Collected data
+ + + +

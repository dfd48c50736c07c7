//! Element system for visionpipe chains.
//!
//! An [`Element`] is one processing stage: it receives a [`Buffer`] and
//! returns zero or more buffers as an [`Output`]. Elements are synchronous;
//! the chain's worker threads do the scheduling and the queues between
//! segments provide backpressure.
//!
//! Before data flows, adjacent elements are linked: the assembler intersects
//! the upstream element's [`output_caps`](Element::output_caps) with the
//! downstream element's [`input_caps`](Element::input_caps) and hands the
//! result to both sides.
//!
//! [`Buffer`]: crate::buffer::Buffer

mod traits;

pub use traits::{Element, Output};
impl StageConfig for SinkConfig {
    const FACTORY: &'static str = "appsink";
    const KEYS: &'static [&'static str] = &["sync", "drop", "max-buffers"];

    fn to_properties(&self) -> Properties {
        Properties::new()
            .with("sync", self.sync)
            .with("drop", self.drop)
            .with("max-buffers", self.max_buffers)
    }

    fn from_properties(props: &Properties) -> Result<Self> {
        props.check_known(Self::FACTORY, Self::KEYS)?;
        let d = Self::default();
        Ok(Self {
            sync: props.get_bool("sync")?.unwrap_or(d.sync),
            drop: props.get_bool("drop")?.unwrap_or(d.drop),
            max_buffers: props.get_usize("max-buffers")?.unwrap_or(d.max_buffers),
        })
    }
}

// ============================================================================
// Stage specs
// ============================================================================

/// Which queue, if any, feeds a stage.
#[derive(Debug, Clone, Copy, Default, PartialEq, Eq)]
pub enum QueuePlacement {
    /// A default queue in front of compute stages only.
    #[default]
    Default,
    /// Always this queue.
    Custom(QueueConfig),
    /// Never a queue.
    None,
}

/// One entry of a chain description.
#[derive(Debug, Clone, PartialEq)]
pub struct StageSpec {
    /// Factory name (e.g. "vp8dec").
    pub factory: String,
    /// Instance name; defaults to the factory name plus its position.
    pub name: Option<String>,
    /// Properties forwarded to the stage.
    pub properties: Properties,
    /// Queue feeding this stage.
    pub queue: QueuePlacement,
}

impl StageSpec {
    /// Spec for `factory` with no properties.
    pub fn new(factory: impl Into<String>) -> Self {
        Self {
            factory: factory.into(),
            name: None,
            properties: Properties::new(),
            queue: QueuePlacement::Default,
        }
    }

    /// Set the instance name.
    pub fn with_name(mut self, name: impl Into<String>) -> Self {
        self.name = Some(name.into());
        self
    }

    /// Replace the properties.
    pub fn with_properties(mut self, properties: Properties) -> Self {
        self.properties = properties;
        self
    }

    /// Add one property.
    pub fn with_property(mut self, key: impl Into<String>, value: impl Into<PropertyValue>) -> Self {
        self.properties.set(key, value);
        self
    }

    /// Feed this stage through a queue configured with `config`.
    pub fn with_queue(mut self, config: QueueConfig) -> Self {
        self.queue = QueuePlacement::Custom(config);
        self
    }

    /// Never put a queue in front of this stage.
    pub fn without_queue(mut self) -> Self {
        self.queue = QueuePlacement::None;
        self
    }
}

impl fmt::Display for StageSpec {
    fn fmt(&self, f: &mut fmt::Formatter<'_>) -> fmt::Result {
        if let QueuePlacement::Custom(q) = &self.queue {
            write!(f, "queue {} ! ", q.to_properties())?;
        }
        f.write_str(&self.factory)?;
        if let Some(name) = &self.name {
            write!(f, " name={name}")?;
        }
        if !self.properties.is_empty() {
            write!(f, " {}", self.properties)?;
        }
        Ok(())
    }
}

/// Render `specs` as a launch description that parses back to the same list.
pub fn describe(specs: &[StageSpec]) -> String {
    specs
        .iter()
        .map(ToString::to_string)
        .collect::<Vec<_>>()
        .join(" ! ")
}

// ============================================================================
// Whole chain
// ============================================================================

/// Configuration of the full reference chain for one track.
///
/// ```text
/// appsrc ! rtpjitterbuffer ! identity ! rtpvp8depay ! vp8dec ! videoconvert
///        ! <filter> ! videoconvert ! vp8enc ! appsink
/// ```
///
/// with an 80 MiB queue in front of the jitter buffer, depayloader, decoder,
/// input convert, filter and encoder. `identity`, the output convert and the
/// sink share the worker of the stage before them.
#[derive(Debug, Clone, PartialEq)]
pub struct PipelineConfig {
    /// Ingress.
    pub source: SourceConfig,
    /// Queue placed in front of each queued stage.
    pub queue: QueueConfig,
    /// Jitter buffer.
    pub jitter_buffer: JitterBufferConfig,
    /// Depayloader.
    pub depay: DepayConfig,
    /// Decoder.
    pub decoder: DecoderConfig,
    /// Factory name of the per-frame filter.
    pub filter: String,
    /// Encoder.
    pub encoder: EncoderConfig,
    /// Egress.
    pub sink: SinkConfig,
}

impl Default for PipelineConfig {
    fn default() -> Self {
        Self::reference()
    }
}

+ + + +

◆ **WHAT THE TASK REQUIRES**: Reproduce exactly the lines from the beginning of the entries above up to and including the line that contains "impl StageConfig for".

◆ **ANSWER FOR THE TASK**:
repository dfd48c50736c07c7
//! Element system for visionpipe chains.
//!
//! An [`Element`] is one processing stage: it receives a [`Buffer`] and
//! returns zero or more buffers as an [`Output`]. Elements are synchronous;
//! the chain's worker threads do the scheduling and the queues between
//! segments provide backpressure.
//!
//! Before data flows, adjacent elements are linked: the assembler intersects
//! the upstream element's [`output_caps`](Element::output_caps) with the
//! downstream element's [`input_caps`](Element::input_caps) and hands the
//! result to both sides.
//!
//! [`Buffer`]: crate::buffer::Buffer

mod traits;

pub use traits::{Element, Output};
impl StageConfig for SinkConfig {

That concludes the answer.